I want to spend a little time talking through some of these concepts; about the current research in the field, about the inherent pushback from (some) business leaders, and about the real life implications that these workplace friendships have in all of our lives; they’re kind of a big deal.

Do You Have a Best Friend at Work?

Man, that question perennially gets a rise out of some folks. It has been part of the Gallup Q12 since there has been a Gallup Q12. For those who do not know, the Q12 is Gallup’s employee engagement survey tool. It has been used with over twenty five million employees since the late 90s. If you’ve ever heard the words “Gallup Poll,” you’ll know that this organization knows a thing or two about collecting, analyzing, and reporting on big data. So, in a serious, large scale instrument about employee engagement, why on earth would there be a question about BFFs at work?

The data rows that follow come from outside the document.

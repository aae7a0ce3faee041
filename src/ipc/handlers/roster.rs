use crate::ipc::error::{err, ok};
use crate::ipc::helpers::{db_conn, db_conn_mut, optional_str, require_actor, required_str};
use crate::ipc::types::{AppState, Request};
use crate::model::Role;
use rusqlite::{Connection, OptionalExtension};
use serde_json::json;
use uuid::Uuid;

/// Roster data is maintained by office staff only.
fn require_office(req: &Request) -> Result<(), serde_json::Value> {
    let actor = require_actor(req)?;
    if actor.has(Role::Admin) || actor.has(Role::Clerk) {
        Ok(())
    } else {
        Err(err(&req.id, "forbidden", "not permitted", None))
    }
}

fn exists(conn: &Connection, table: &str, id: &str) -> rusqlite::Result<bool> {
    let sql = format!("SELECT 1 FROM {} WHERE id = ?", table);
    let hit: Option<i64> = conn.query_row(&sql, [id], |r| r.get(0)).optional()?;
    Ok(hit.is_some())
}

fn require_row(conn: &Connection, req: &Request, table: &str, id: &str) -> Result<(), serde_json::Value> {
    match exists(conn, table, id) {
        Ok(true) => Ok(()),
        Ok(false) => Err(err(
            &req.id,
            "not_found",
            format!("{} not found", table),
            Some(json!({ "id": id })),
        )),
        Err(e) => Err(err(&req.id, "db_query_failed", e.to_string(), None)),
    }
}

fn handle_class_groups_create(state: &mut AppState, req: &Request) -> serde_json::Value {
    if let Err(e) = require_office(req) {
        return e;
    }
    let conn = match db_conn(state, req) {
        Ok(c) => c,
        Err(e) => return e,
    };
    let (form, section) = match (required_str(req, "form"), required_str(req, "section")) {
        (Ok(f), Ok(s)) => (f, s),
        (Err(e), _) | (_, Err(e)) => return e,
    };
    let name = optional_str(req, "name").unwrap_or_else(|| format!("Form {}{}", form, section));

    let id = Uuid::new_v4().to_string();
    if let Err(e) = conn.execute(
        "INSERT INTO class_groups(id, name, form, section) VALUES(?, ?, ?, ?)",
        (&id, &name, &form, &section),
    ) {
        return err(
            &req.id,
            "db_insert_failed",
            e.to_string(),
            Some(json!({ "table": "class_groups" })),
        );
    }
    ok(
        &req.id,
        json!({ "classGroupId": id, "name": name, "form": form, "section": section }),
    )
}

fn handle_class_groups_list(state: &mut AppState, req: &Request) -> serde_json::Value {
    let Some(conn) = state.db.as_ref() else {
        return ok(&req.id, json!({ "classGroups": [] }));
    };

    let mut stmt = match conn.prepare(
        "SELECT
           c.id,
           c.name,
           c.form,
           c.section,
           (SELECT teacher_id FROM class_teachers t WHERE t.class_group_id = c.id) AS class_teacher
         FROM class_groups c
         ORDER BY c.form, c.section",
    ) {
        Ok(s) => s,
        Err(e) => return err(&req.id, "db_query_failed", e.to_string(), None),
    };

    let rows = stmt
        .query_map([], |row| {
            let id: String = row.get(0)?;
            let name: String = row.get(1)?;
            let form: String = row.get(2)?;
            let section: String = row.get(3)?;
            let class_teacher: Option<String> = row.get(4)?;
            Ok(json!({
                "id": id,
                "name": name,
                "form": form,
                "section": section,
                "classTeacherId": class_teacher
            }))
        })
        .and_then(|it| it.collect::<Result<Vec<_>, _>>());

    match rows {
        Ok(groups) => ok(&req.id, json!({ "classGroups": groups })),
        Err(e) => err(&req.id, "db_query_failed", e.to_string(), None),
    }
}

fn handle_subjects_create(state: &mut AppState, req: &Request) -> serde_json::Value {
    if let Err(e) = require_office(req) {
        return e;
    }
    let conn = match db_conn(state, req) {
        Ok(c) => c,
        Err(e) => return e,
    };
    let (code, name) = match (required_str(req, "code"), required_str(req, "name")) {
        (Ok(c), Ok(n)) => (c.to_ascii_uppercase(), n),
        (Err(e), _) | (_, Err(e)) => return e,
    };

    let id = Uuid::new_v4().to_string();
    if let Err(e) = conn.execute(
        "INSERT INTO subjects(id, code, name) VALUES(?, ?, ?)",
        (&id, &code, &name),
    ) {
        return err(
            &req.id,
            "db_insert_failed",
            e.to_string(),
            Some(json!({ "table": "subjects" })),
        );
    }
    ok(&req.id, json!({ "subjectId": id, "code": code, "name": name }))
}

fn handle_subjects_list(state: &mut AppState, req: &Request) -> serde_json::Value {
    let Some(conn) = state.db.as_ref() else {
        return ok(&req.id, json!({ "subjects": [] }));
    };
    let rows = conn
        .prepare("SELECT id, code, name FROM subjects ORDER BY code")
        .and_then(|mut stmt| {
            stmt.query_map([], |row| {
                let id: String = row.get(0)?;
                let code: String = row.get(1)?;
                let name: String = row.get(2)?;
                Ok(json!({ "id": id, "code": code, "name": name }))
            })
            .and_then(|it| it.collect::<Result<Vec<_>, _>>())
        });
    match rows {
        Ok(subjects) => ok(&req.id, json!({ "subjects": subjects })),
        Err(e) => err(&req.id, "db_query_failed", e.to_string(), None),
    }
}

fn handle_students_create(state: &mut AppState, req: &Request) -> serde_json::Value {
    if let Err(e) = require_office(req) {
        return e;
    }
    let conn = match db_conn(state, req) {
        Ok(c) => c,
        Err(e) => return e,
    };
    let (first, last) = match (required_str(req, "firstName"), required_str(req, "lastName")) {
        (Ok(f), Ok(l)) => (f, l),
        (Err(e), _) | (_, Err(e)) => return e,
    };
    let student_no = optional_str(req, "studentNo");

    let id = Uuid::new_v4().to_string();
    if let Err(e) = conn.execute(
        "INSERT INTO students(id, last_name, first_name, student_no) VALUES(?, ?, ?, ?)",
        (&id, &last, &first, &student_no),
    ) {
        return err(
            &req.id,
            "db_insert_failed",
            e.to_string(),
            Some(json!({ "table": "students" })),
        );
    }
    ok(&req.id, json!({ "studentId": id }))
}

fn handle_students_place(state: &mut AppState, req: &Request) -> serde_json::Value {
    if let Err(e) = require_office(req) {
        return e;
    }
    let conn = match db_conn(state, req) {
        Ok(c) => c,
        Err(e) => return e,
    };
    let params = ["studentId", "classGroupId", "term", "year"]
        .map(|k| required_str(req, k));
    let [student_id, class_group_id, term, year] = match params {
        [Ok(a), Ok(b), Ok(c), Ok(d)] => [a, b, c, d],
        [Err(e), ..] | [_, Err(e), ..] | [_, _, Err(e), _] | [.., Err(e)] => return e,
    };
    if let Err(e) = require_row(conn, req, "students", &student_id) {
        return e;
    }
    if let Err(e) = require_row(conn, req, "class_groups", &class_group_id) {
        return e;
    }

    if let Err(e) = conn.execute(
        "INSERT INTO placements(student_id, term, academic_year, class_group_id)
         VALUES(?, ?, ?, ?)
         ON CONFLICT(student_id, term, academic_year)
         DO UPDATE SET class_group_id = excluded.class_group_id",
        (&student_id, &term, &year, &class_group_id),
    ) {
        return err(&req.id, "db_update_failed", e.to_string(), None);
    }
    ok(&req.id, json!({ "ok": true }))
}

fn handle_enrollments_set(state: &mut AppState, req: &Request) -> serde_json::Value {
    if let Err(e) = require_office(req) {
        return e;
    }
    let conn = match db_conn_mut(state, req) {
        Ok(c) => c,
        Err(e) => return e,
    };
    let params = ["studentId", "term", "year"].map(|k| required_str(req, k));
    let [student_id, term, year] = match params {
        [Ok(a), Ok(b), Ok(c)] => [a, b, c],
        [Err(e), ..] | [_, Err(e), _] | [.., Err(e)] => return e,
    };
    let Some(raw_ids) = req.params.get("subjectIds").and_then(|v| v.as_array()) else {
        return err(&req.id, "bad_params", "subjectIds must be an array", None);
    };
    let mut subject_ids: Vec<String> = Vec::with_capacity(raw_ids.len());
    for v in raw_ids {
        let Some(s) = v.as_str() else {
            return err(&req.id, "bad_params", "subjectIds must be strings", None);
        };
        if subject_ids.iter().any(|x| x == s) {
            return err(
                &req.id,
                "bad_params",
                "duplicate subject in subjectIds",
                Some(json!({ "subjectId": s })),
            );
        }
        subject_ids.push(s.to_string());
    }
    if let Err(e) = require_row(conn, req, "students", &student_id) {
        return e;
    }
    for sid in &subject_ids {
        if let Err(e) = require_row(conn, req, "subjects", sid) {
            return e;
        }
    }

    let tx = match conn.transaction() {
        Ok(t) => t,
        Err(e) => return err(&req.id, "db_tx_failed", e.to_string(), None),
    };
    if let Err(e) = tx.execute(
        "DELETE FROM subject_enrollments WHERE student_id = ? AND term = ? AND academic_year = ?",
        (&student_id, &term, &year),
    ) {
        return err(&req.id, "db_delete_failed", e.to_string(), None);
    }
    for (i, sid) in subject_ids.iter().enumerate() {
        if let Err(e) = tx.execute(
            "INSERT INTO subject_enrollments(student_id, subject_id, term, academic_year, sort_order)
             VALUES(?, ?, ?, ?, ?)",
            (&student_id, sid, &term, &year, i as i64),
        ) {
            return err(
                &req.id,
                "db_insert_failed",
                e.to_string(),
                Some(json!({ "table": "subject_enrollments" })),
            );
        }
    }
    if let Err(e) = tx.commit() {
        return err(&req.id, "db_commit_failed", e.to_string(), None);
    }
    ok(&req.id, json!({ "count": subject_ids.len() }))
}

fn handle_staff_assign_subject(state: &mut AppState, req: &Request) -> serde_json::Value {
    if let Err(e) = require_office(req) {
        return e;
    }
    let conn = match db_conn(state, req) {
        Ok(c) => c,
        Err(e) => return e,
    };
    let params = ["teacherId", "subjectId", "form", "section"].map(|k| required_str(req, k));
    let [teacher_id, subject_id, form, section] = match params {
        [Ok(a), Ok(b), Ok(c), Ok(d)] => [a, b, c, d],
        [Err(e), ..] | [_, Err(e), ..] | [_, _, Err(e), _] | [.., Err(e)] => return e,
    };
    let active = req
        .params
        .get("active")
        .and_then(|v| v.as_bool())
        .unwrap_or(true);
    if let Err(e) = require_row(conn, req, "subjects", &subject_id) {
        return e;
    }

    if let Err(e) = conn.execute(
        "INSERT INTO subject_assignments(teacher_id, subject_id, form, section, active)
         VALUES(?, ?, ?, ?, ?)
         ON CONFLICT(teacher_id, subject_id, form, section)
         DO UPDATE SET active = excluded.active",
        (&teacher_id, &subject_id, &form, &section, active as i64),
    ) {
        return err(&req.id, "db_update_failed", e.to_string(), None);
    }
    ok(&req.id, json!({ "ok": true, "active": active }))
}

fn handle_staff_set_class_teacher(state: &mut AppState, req: &Request) -> serde_json::Value {
    if let Err(e) = require_office(req) {
        return e;
    }
    let conn = match db_conn(state, req) {
        Ok(c) => c,
        Err(e) => return e,
    };
    let (class_group_id, teacher_id) =
        match (required_str(req, "classGroupId"), required_str(req, "teacherId")) {
            (Ok(c), Ok(t)) => (c, t),
            (Err(e), _) | (_, Err(e)) => return e,
        };
    if let Err(e) = require_row(conn, req, "class_groups", &class_group_id) {
        return e;
    }

    if let Err(e) = conn.execute(
        "INSERT INTO class_teachers(class_group_id, teacher_id) VALUES(?, ?)
         ON CONFLICT(class_group_id) DO UPDATE SET teacher_id = excluded.teacher_id",
        (&class_group_id, &teacher_id),
    ) {
        return err(&req.id, "db_update_failed", e.to_string(), None);
    }
    ok(&req.id, json!({ "ok": true }))
}

pub fn try_handle(state: &mut AppState, req: &Request) -> Option<serde_json::Value> {
    match req.method.as_str() {
        "classGroups.create" => Some(handle_class_groups_create(state, req)),
        "classGroups.list" => Some(handle_class_groups_list(state, req)),
        "subjects.create" => Some(handle_subjects_create(state, req)),
        "subjects.list" => Some(handle_subjects_list(state, req)),
        "students.create" => Some(handle_students_create(state, req)),
        "students.place" => Some(handle_students_place(state, req)),
        "enrollments.set" => Some(handle_enrollments_set(state, req)),
        "staff.assignSubject" => Some(handle_staff_assign_subject(state, req)),
        "staff.setClassTeacher" => Some(handle_staff_set_class_teacher(state, req)),
        _ => None,
    }
}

Well, quite simply, because this question is one of the strongest indicators of high performance. The just released, 2017 State of the American Workplace, once again, verifies this. As with many good predictors, this question has been pissing people off for years! Even the quizmasters at Gallup will tell you, this element raises the hackles of business executives more than any other facet of the Q12. In some cases, companies opted NOT to use the survey because they could not seem to wrap their heads around the ole best friend question.

I was having a conversation with a colleague recently, where she explained that her company was using an employee survey tool based on a core set of competencies; one of these elements involved having a BFF at work. There are 24 other components in this tool and the process requires netting this out to the “Top 5” or the most important needle-moving-bang-for-your-buck areas of focus.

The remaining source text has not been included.